Exercise objective ▸ Go to the line holding "pub mod budget;" in the entries below and write out exactly every line down to and including the line holding "yields empty results.".

Stored data ▸
[Start of section]

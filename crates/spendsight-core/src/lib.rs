//! Spendsight Core Library
//!
//! The spending-analytics engine for the spendsight personal finance tool:
//! - Single-pass preprocessing of transaction logs into time-bucketed totals
//! - Merchant normalization and fuzzy grouping
//! - Recurring-payment pattern detection with confidence scoring
//! - Month-end budget projections and severity-ranked alerts
//! - A fixed battery of behavioral insight detectors
//!
//! The engine performs no I/O and reads no global clock: callers supply the
//! transaction and budget records plus an explicit reference date, and get
//! plain serializable result records back. Callers own validation; the
//! helpers on `Transaction` and `Budget` check the documented preconditions.

pub mod analyzer;
pub mod budget;
pub mod config;
pub mod error;
pub mod insights;
pub mod merchants;
pub mod models;
pub mod preprocess;
pub mod recurring;
pub mod stats;

pub use analyzer::{AnalysisReport, SpendingAnalyzer};
pub use budget::{calculate_predictions, generate_alerts};
pub use config::AnalyzerConfig;
pub use error::{Error, Result};
pub use insights::{Detector, Insight, InsightEngine, InsightKind};
pub use merchants::{group_transactions, normalize, similarity, MerchantCluster};
pub use models::{
    AlertKind, AlertSeverity, Budget, BudgetAlert, BudgetPrediction, BudgetStatus, Frequency,
    RecurringPattern, Transaction,
};
pub use preprocess::{preprocess, Snapshot, SnapshotMeta};
pub use recurring::detect_recurring;
//! Error types for spendsight
//!
//! The analysis passes themselves are infallible: degenerate data (too few
//! transactions, zero denominators, empty periods) yields empty results.
//! Errors only arise from input records that violate the documented
//! preconditions, surfaced by the validation helpers in `models`.

use thiserror::Error;

#[derive(Error, Debug)]
pub enum Error {
    #[error("Invalid transaction: {0}")]
    InvalidTransaction(String),

    #[error("Invalid budget: {0}")]
    InvalidBudget(String),

    #[error("Invalid month key '{0}': expected YYYY-MM")]
    InvalidMonthKey(String),
}

pub type Result<T> = std::result::Result<T, Error>;
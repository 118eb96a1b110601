//! No-spend streaks

use chrono::Duration;

use crate::config::AnalyzerConfig;
use crate::error::Result;
use crate::preprocess::Snapshot;

use super::engine::Detector;
use super::types::{Insight, InsightKind};

/// Counts consecutive zero-spend calendar days walking backward from
/// yesterday. Today is excluded as in-progress. The walk stops at the edge
/// of the 30-day window, so a reported streak caps at 30 days. An entirely
/// empty transaction history reports nothing; a streak needs some history
/// to be a streak against.
pub struct NoSpendStreakDetector;

impl Detector for NoSpendStreakDetector {
    fn id(&self) -> &'static str {
        "no_spend_streak"
    }

    fn name(&self) -> &'static str {
        "No-Spend Streak"
    }

    fn detect(&self, snapshot: &Snapshot, config: &AnalyzerConfig) -> Result<Vec<Insight>> {
        if snapshot.meta.count == 0 {
            return Ok(vec![]);
        }

        let mut streak = 0usize;
        let mut day = snapshot.boundaries.now - Duration::days(1);
        while day >= snapshot.boundaries.cutoff_30_days {
            let spent = snapshot.daily_totals.get(&day).copied().unwrap_or(0.0);
            if spent > 0.0 {
                break;
            }
            streak += 1;
            day -= Duration::days(1);
        }

        if streak < config.min_streak_days {
            return Ok(vec![]);
        }

        Ok(vec![Insight::new(
            InsightKind::Tip,
            format!("{}-day no-spend streak", streak),
            format!(
                "No spending recorded for {} consecutive days ending yesterday",
                streak
            ),
        )
        .with_value(streak as f64)])
    }
}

[End of section]

Exercise result ▸
pub mod budget;
pub mod config;
pub mod error;
pub mod insights;
pub mod merchants;
pub mod models;
pub mod preprocess;
pub mod recurring;
pub mod stats;

pub use analyzer::{AnalysisReport, SpendingAnalyzer};
pub use budget::{calculate_predictions, generate_alerts};
pub use config::AnalyzerConfig;
pub use error::{Error, Result};
pub use insights::{Detector, Insight, InsightEngine, InsightKind};
pub use merchants::{group_transactions, normalize, similarity, MerchantCluster};
pub use models::{
    AlertKind, AlertSeverity, Budget, BudgetAlert, BudgetPrediction, BudgetStatus, Frequency,
    RecurringPattern, Transaction,
};
pub use preprocess::{preprocess, Snapshot, SnapshotMeta};
pub use recurring::detect_recurring;
//! Error types for spendsight
//!
//! The analysis passes themselves are infallible: degenerate data (too few
//! transactions, zero denominators, empty periods) yields empty results.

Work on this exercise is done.